Inoltre diversi studi  hanno evidenziato come in tali melodie le combinazioni sonore inarticolate e talvolta ripetitive stimolano la creatività dell’inconscio attraverso l’attivazione di diverse aree dell’emisfero cerebrale destro, deputato alle attività immaginative. La musica orientale è quindi il primo passo verso il recupero di aspetti spesso sovrastati dalle richieste logiche e razionali che la vita attuale ci rivolge costantemente.

La Creatività

Attraverso la musica e la danza orientale, la creatività ritrova un suo spazio dove la ragione si concilia con la passione. Questo aspetto benefico, legato ad una vera e propria forma di espressività artistica conferisce a questa danza anche il nome di “Danza della Poesia”. E’ così che sui suggestivi ritmi dell’Egitto, della Turchia o del Libano, il corpo può diventare mezzo per disegnare e imitare le forme più svariate (cerchi, otto, onde, cammelli, gabbiani…) su cui si concentra, quasi in modo ipnotico, l’attenzione di chi le esegue, con il risultato che pensieri e preoccupazioni vengono abbandonate, almeno per un po’…
Il ritmo della musica cattura il corpo delle danzatrici trasformandolo in un vero e proprio strumento musicale. Le cinture di chiffon ricche di medaglie allacciate in vita ed i sonagli che abbelliscono il corpo delle ballerine permettono, attraverso movimenti caratteristici che coinvolgono singolarmente busto, fianchi e braccia, di partecipare alla costruzione e alla ricostruzione della melodia in una coreografia che lascia ampio spazio all’improvvisazione.
Oltre al movimento di singole parti del corpo infatti, un altro principio su cui si fonda la  danza del ventre è quello della libertà di manifestare quello che si prova (dolcezza, gioia, sensualità, malinconia, rabbia…) attraverso la combinazione e le varianti dei passi-base. 
Ciò può divenire un importante momento in cui le emozioni abitualmente trattenute vengono espresse. 

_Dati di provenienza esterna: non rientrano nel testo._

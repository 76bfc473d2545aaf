//! Per-user profile page extraction.

use scraper::{ElementRef, Html};

use crate::error::{AppError, Result};
use crate::models::{UserOrgMembership, UserProfile};
use crate::utils::resolve;

use super::{parse_selector, parse_stars, select_attr, select_text};

/// Extract a user profile with organization affiliations.
///
/// The profile block itself is required structure (an unknown handle
/// renders an error page without it); everything inside is optional and
/// defaults.
pub fn extract_user_profile(html: &str, handle: &str, base_url: &str) -> Result<UserProfile> {
    let document = Html::parse_document(html);
    let root = document.root_element();

    let profile_sel = parse_selector(".profile")?;
    let display_sel = parse_selector(".profile .info .value")?;
    let enlisted_sel = parse_selector(".profile-content .left-col .value")?;
    let thumb_sel = parse_selector(".thumb img")?;
    let main_org_sel = parse_selector(".main-org")?;
    let affiliate_sel = parse_selector(".affiliate-org")?;

    if root.select(&profile_sel).next().is_none() {
        return Err(AppError::extract(
            "user-profile",
            format!("no profile block for handle '{handle}'"),
        ));
    }

    let display = select_text(&root, &display_sel)
        .filter(|d| !d.is_empty())
        .unwrap_or_else(|| handle.to_string());
    let enlisted = select_text(&root, &enlisted_sel).unwrap_or_default();
    let avatar_url =
        select_attr(&root, &thumb_sel, "src").and_then(|src| resolve(base_url, &src));

    let main_org = root
        .select(&main_org_sel)
        .next()
        .and_then(|block| extract_org_block(&block));
    let affiliates = root
        .select(&affiliate_sel)
        .filter_map(|block| extract_org_block(&block))
        .collect();

    Ok(UserProfile {
        handle: handle.to_string(),
        display,
        enlisted,
        avatar_url,
        main_org,
        affiliates,
    })
}

/// One org membership block; a block without a short-code is skipped.
fn extract_org_block(block: &ElementRef) -> Option<UserOrgMembership> {
    let symbol_sel = parse_selector(".symbol").ok()?;
    let name_sel = parse_selector(".name").ok()?;
    let rank_sel = parse_selector(".rank").ok()?;
    let stars_sel = parse_selector(".stars").ok()?;

    let sid = select_text(block, &symbol_sel).filter(|s| !s.is_empty())?;
    let name = select_text(block, &name_sel).unwrap_or_default();
    let rank = select_text(block, &rank_sel).unwrap_or_default();
    let stars = select_attr(block, &stars_sel, "style")
        .map(|style| parse_stars(&style))
        .unwrap_or(0);

    Some(UserOrgMembership {
        sid,
        name,
        rank,
        stars,
    })
}
//! Paginated roster crawl.
//!
//! Walks the member-listing endpoint page by page through the cache,
//! stopping on the first short page. A fixed delay between page fetches
//! keeps the crawl polite; it is not adaptive.

use std::collections::HashSet;
use std::time::Duration;

use tokio::sync::mpsc;

use crate::cache::{Cache, keys};
use crate::error::Result;
use crate::extract;
use crate::fetch::HttpFetcher;
use crate::models::{
    CacheConfig, EndpointsConfig, EngineEvent, MemberRecord, OrganizationProfile, RosterConfig,
    UserProfile,
};

/// Service for syncing an organization's roster and profile data.
pub struct OrgRosterSync {
    fetcher: HttpFetcher,
    cache: Cache,
    endpoints: EndpointsConfig,
    config: RosterConfig,
    member_ttl: Duration,
    org_ttl: Duration,
    events: mpsc::Sender<EngineEvent>,
}

impl OrgRosterSync {
    pub fn new(
        fetcher: HttpFetcher,
        cache: Cache,
        endpoints: EndpointsConfig,
        config: RosterConfig,
        cache_config: &CacheConfig,
        events: mpsc::Sender<EngineEvent>,
    ) -> Self {
        Self {
            fetcher,
            cache,
            endpoints,
            config,
            member_ttl: Duration::from_secs(cache_config.member_ttl_secs),
            org_ttl: Duration::from_secs(cache_config.org_ttl_secs),
            events,
        }
    }

    /// Sync the configured organization's roster.
    pub async fn sync(&self) -> Result<Vec<MemberRecord>> {
        let sid = self.config.org_sid.clone();
        self.sync_org(&sid).await
    }

    /// Crawl the full roster for an organization.
    ///
    /// Pages are fetched sequentially from page 1 and the crawl ends on
    /// the first short page (or at the configured page cap against
    /// runaway pagination). The result is de-duplicated by handle and
    /// cached whole under a roster-level key.
    pub async fn sync_org(&self, sid: &str) -> Result<Vec<MemberRecord>> {
        let roster_key = keys::roster(sid);
        if let Some(cached) = self.cache.get_json::<Vec<MemberRecord>>(&roster_key).await {
            log::debug!("Roster for {sid} served from cache ({} members)", cached.len());
            self.emit(EngineEvent::RosterSynced(cached.clone())).await;
            return Ok(cached);
        }

        let delay = Duration::from_millis(self.config.page_delay_ms);
        let mut seen = HashSet::new();
        let mut members = Vec::new();

        for page in 1..=self.config.max_pages {
            if page > 1 && delay.as_millis() > 0 {
                tokio::time::sleep(delay).await;
            }

            let result = self.fetch_page(sid, page).await?;
            for member in result.members {
                if seen.insert(member.key()) {
                    members.push(member);
                }
            }

            if !result.full_page {
                break;
            }
            if page == self.config.max_pages {
                log::warn!(
                    "Roster crawl for {sid} hit the {}-page cap; result may be truncated",
                    self.config.max_pages
                );
            }
        }

        log::info!("Synced {} members for {sid}", members.len());
        self.cache
            .set_json(&roster_key, &members, self.org_ttl)
            .await;
        self.emit(EngineEvent::RosterSynced(members.clone())).await;

        Ok(members)
    }

    /// Fetch and extract one roster page, via the per-page cache.
    async fn fetch_page(&self, sid: &str, page: usize) -> Result<extract::RosterPage> {
        let page_key = keys::roster_page(sid, page);
        if let Some(members) = self
            .cache
            .get_json::<Vec<MemberRecord>>(&page_key)
            .await
        {
            let full_page = members.len() == self.config.page_size;
            return Ok(extract::RosterPage { members, full_page });
        }

        let body = serde_json::json!({
            "symbol": sid,
            "search": "",
            "pagesize": self.config.page_size,
            "page": page,
        });
        let payload = self
            .fetcher
            .fetch_with_body(&self.endpoints.roster_url(), &body)
            .await?;
        let result =
            extract::extract_roster_page(&payload, self.config.page_size, &self.endpoints.base_url)?;

        self.cache
            .set_json(&page_key, &result.members, self.member_ttl)
            .await;
        Ok(result)
    }

    /// Fetch an organization's profile, enriched with the member count
    /// from the search endpoint. Cached with the org TTL.
    pub async fn org_profile(&self, sid: &str) -> Result<OrganizationProfile> {
        let cache_key = keys::org(sid);
        if let Some(profile) = self.cache.get_json::<OrganizationProfile>(&cache_key).await {
            return Ok(profile);
        }

        let html = self.fetcher.fetch(&self.endpoints.org_url(sid)).await?;
        let mut profile = extract::extract_org_profile(&html, sid, &self.endpoints.base_url)?;

        // The profile page itself doesn't carry a member count; the
        // search endpoint does. Losing it is not worth failing the fetch.
        let search_body = serde_json::json!({
            "search": sid,
            "pagesize": 1,
            "page": 1,
        });
        match self
            .fetcher
            .fetch_with_body(&self.endpoints.org_search_url(), &search_body)
            .await
        {
            Ok(payload) => {
                let fragment = serde_json::from_str::<serde_json::Value>(&payload)
                    .ok()
                    .and_then(|envelope| {
                        envelope
                            .get("data")
                            .and_then(|d| d.get("html"))
                            .and_then(|h| h.as_str())
                            .map(|s| s.to_string())
                    });
                if let Some(fragment) = fragment {
                    if let Ok(Some(count)) = extract::extract_member_count(&fragment, sid) {
                        profile.member_count = count;
                    }
                }
            }
            Err(e) => log::warn!("Member count lookup failed for {sid}: {e}"),
        }

        self.cache
            .set_json(&cache_key, &profile, self.org_ttl)
            .await;
        Ok(profile)
    }

    /// Fetch a user's profile with org affiliations. Cached with the
    /// member TTL, keyed case-insensitively.
    pub async fn user_profile(&self, handle: &str) -> Result<UserProfile> {
        let cache_key = keys::user(handle);
        if let Some(profile) = self.cache.get_json::<UserProfile>(&cache_key).await {
            return Ok(profile);
        }

        let html = self
            .fetcher
            .fetch(&self.endpoints.citizen_url(handle))
            .await?;
        let profile = extract::extract_user_profile(&html, handle, &self.endpoints.base_url)?;

        self.cache
            .set_json(&cache_key, &profile, self.member_ttl)
            .await;
        Ok(profile)
    }

    async fn emit(&self, event: EngineEvent) {
        if self.events.send(event).await.is_err() {
            log::warn!("Event channel closed; dropping roster event");
        }
    }
}
//! Incident feed extraction (RSS/XML).

use chrono::{DateTime, Utc};
use serde::Deserialize;

use crate::error::{AppError, Result};
use crate::models::IncidentRecord;

/// Category terms that carry an incident status rather than an affected
/// component.
const STATUS_TAGS: [&str; 10] = [
    "operational",
    "degraded",
    "degraded-performance",
    "partial",
    "partial-outage",
    "major",
    "major-outage",
    "maintenance",
    "under-maintenance",
    "resolved",
];

#[derive(Debug, Deserialize)]
struct Rss {
    channel: Channel,
}

#[derive(Debug, Deserialize)]
struct Channel {
    #[serde(default, rename = "item")]
    items: Vec<Item>,
}

#[derive(Debug, Deserialize)]
struct Item {
    #[serde(default)]
    title: String,
    #[serde(default)]
    description: String,
    #[serde(default)]
    link: String,
    guid: Option<Guid>,
    #[serde(default, rename = "pubDate")]
    pub_date: String,
    #[serde(default, rename = "category")]
    categories: Vec<String>,
}

#[derive(Debug, Deserialize)]
struct Guid {
    #[serde(default, rename = "$text")]
    value: String,
}

/// Extract all incident entries from the feed, newest first (feed order).
///
/// Entries without a guid are skipped; an unparseable document is
/// structure drift. `fetched_at` stamps entries whose publication date
/// is missing or malformed.
pub fn extract_incidents(xml: &str, fetched_at: DateTime<Utc>) -> Result<Vec<IncidentRecord>> {
    let rss: Rss = quick_xml::de::from_str(xml)
        .map_err(|e| AppError::extract("incident-feed", format!("feed did not parse: {e}")))?;

    let incidents = rss
        .channel
        .items
        .into_iter()
        .filter_map(|item| {
            let guid = item.guid.as_ref().map(|g| g.value.trim().to_string())?;
            if guid.is_empty() {
                return None;
            }

            let (status, components) = split_categories(&item.categories);
            let timestamp = DateTime::parse_from_rfc2822(item.pub_date.trim())
                .map(|dt| dt.with_timezone(&Utc))
                .unwrap_or(fetched_at);

            Some(IncidentRecord {
                guid,
                title: item.title.trim().to_string(),
                description: item.description.trim().to_string(),
                status,
                components,
                link: item.link.trim().to_string(),
                timestamp,
            })
        })
        .collect();

    Ok(incidents)
}

/// Extract only the newest entry, `None` on an empty feed.
pub fn extract_latest_incident(
    xml: &str,
    fetched_at: DateTime<Utc>,
) -> Result<Option<IncidentRecord>> {
    Ok(extract_incidents(xml, fetched_at)?.into_iter().next())
}

/// Partition category terms into (status tag, affected components).
///
/// The first term matching the known status set wins; everything else is
/// an affected component. No status term falls back to "unknown".
fn split_categories(categories: &[String]) -> (String, Vec<String>) {
    let mut status: Option<String> = None;
    let mut components = Vec::new();

    for term in categories {
        let term = term.trim();
        if term.is_empty() {
            continue;
        }
        if status.is_none() && STATUS_TAGS.contains(&term.to_lowercase().as_str()) {
            status = Some(term.to_string());
        } else {
            components.push(term.to_string());
        }
    }

    (status.unwrap_or_else(|| "unknown".to_string()), components)
}

#[cfg(test)]
mod tests {
    use super::*;
    use crate::models::Severity;

    const FEED: &str = r#"<?xml version="1.0" encoding="UTF-8"?>
<rss version="2.0">
  <channel>
    <title>Status Feed</title>
    <item>
      <title>Major PU outage</title>
      <description>&lt;p&gt;We are investigating.&lt;/p&gt;</description>
      <link>https://status.example.com/incidents/x1</link>
      <guid isPermaLink="false">X1</guid>
      <pubDate>Sat, 26 Oct 2024 08:30:00 +0000</pubDate>
      <category>major-outage</category>
      <category>Persistent Universe</category>
    </item>
    <item>
      <title>Login slowness resolved</title>
      <link>https://status.example.com/incidents/x0</link>
      <guid>X0</guid>
      <pubDate>Fri, 25 Oct 2024 10:00:00 +0000</pubDate>
      <category>resolved</category>
      <category>Platform</category>
    </item>
  </channel>
</rss>"#;

    #[test]
    fn feed_entries_newest_first() {
        let incidents = extract_incidents(FEED, Utc::now()).unwrap();
        assert_eq!(incidents.len(), 2);
        assert_eq!(incidents[0].guid, "X1");
        assert_eq!(incidents[1].guid, "X0");
    }

    #[test]
    fn status_tag_from_structured_metadata() {
        let incident = extract_latest_incident(FEED, Utc::now()).unwrap().unwrap();
        assert_eq!(incident.status, "major-outage");
        assert_eq!(incident.components, vec!["Persistent Universe"]);
        assert_eq!(incident.severity(), Severity::Major);
    }

    #[test]
    fn missing_status_tag_falls_back_to_unknown() {
        let xml = r#"<rss><channel><item>
            <title>Notice</title>
            <guid>N1</guid>
            <category>Platform</category>
        </item></channel></rss>"#;
        let incident = extract_latest_incident(xml, Utc::now()).unwrap().unwrap();
        assert_eq!(incident.status, "unknown");
        assert_eq!(incident.components, vec!["Platform"]);
    }

    #[test]
    fn entry_without_guid_is_skipped() {
        let xml = r#"<rss><channel>
            <item><title>No id</title></item>
            <item><title>Ok</title><guid>G2</guid></item>
        </channel></rss>"#;
        let incidents = extract_incidents(xml, Utc::now()).unwrap();
        assert_eq!(incidents.len(), 1);
        assert_eq!(incidents[0].guid, "G2");
    }

    #[test]
    fn pub_date_is_parsed() {
        let incident = extract_latest_incident(FEED, Utc::now()).unwrap().unwrap();
        assert_eq!(incident.timestamp.to_rfc3339(), "2024-10-26T08:30:00+00:00");
    }

    #[test]
    fn garbage_is_structure_drift() {
        assert!(matches!(
            extract_incidents("not xml at all <", Utc::now()),
            Err(AppError::Extract { .. })
        ));
    }

    #[test]
    fn empty_feed_is_ok() {
        let xml = r#"<rss><channel><title>empty</title></channel></rss>"#;
        assert!(
            extract_latest_incident(xml, Utc::now())
                .unwrap()
                .is_none()
        );
    }
}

Attraverso i movimenti coreografici e incantatori delle braccia che accompagnano i passi si scoprono allegramente le risorse e le potenzialità espressive del movimento di un corpo che spesso, nelle nostre civiltà, è vissuto esclusivamente all’insegna del bello e statuario. In questo modo, nel flusso sempre più morbido del movimento (fino ad ondeggiare come in un liquido!), trovano spazio le emozioni.

Il contesto in cui si danza è quello del gruppo di sole donne ed anche ciò può rappresentare una risorsa terapeutica fondamentale. 
Danzare da sole e danzare tra donne sono due esperienze molto diverse. 
La forte coesione che si può sviluppare anche in gruppi corporei come quelli di danza orientale spesso si manifesta mediante la creazione di un simbolo del gruppo che può essere costituito ad esempio da un nome, da un rituale, da un saluto, da un applauso finale, ecc… 

Il gruppo di danzatrici del ventre inoltre permette un naturale confronto sul femminile , senza dovere esprimere verbalmente l’argomento, offrendo un’ area protetta dove alcuni aspetti quotidianamente non svelati o non vissuti possono essere sperimentati, condivisi e rispecchiati reciprocamente. 
Lo spazio personale in questa danza non conosce limiti di sperimentazione se non quelli della condivisione del cerchio ,contesto in cui si svolgono le lezioni,che unisce senza un inizio e senza una fine, consentendo di celebrare un femminile positivo.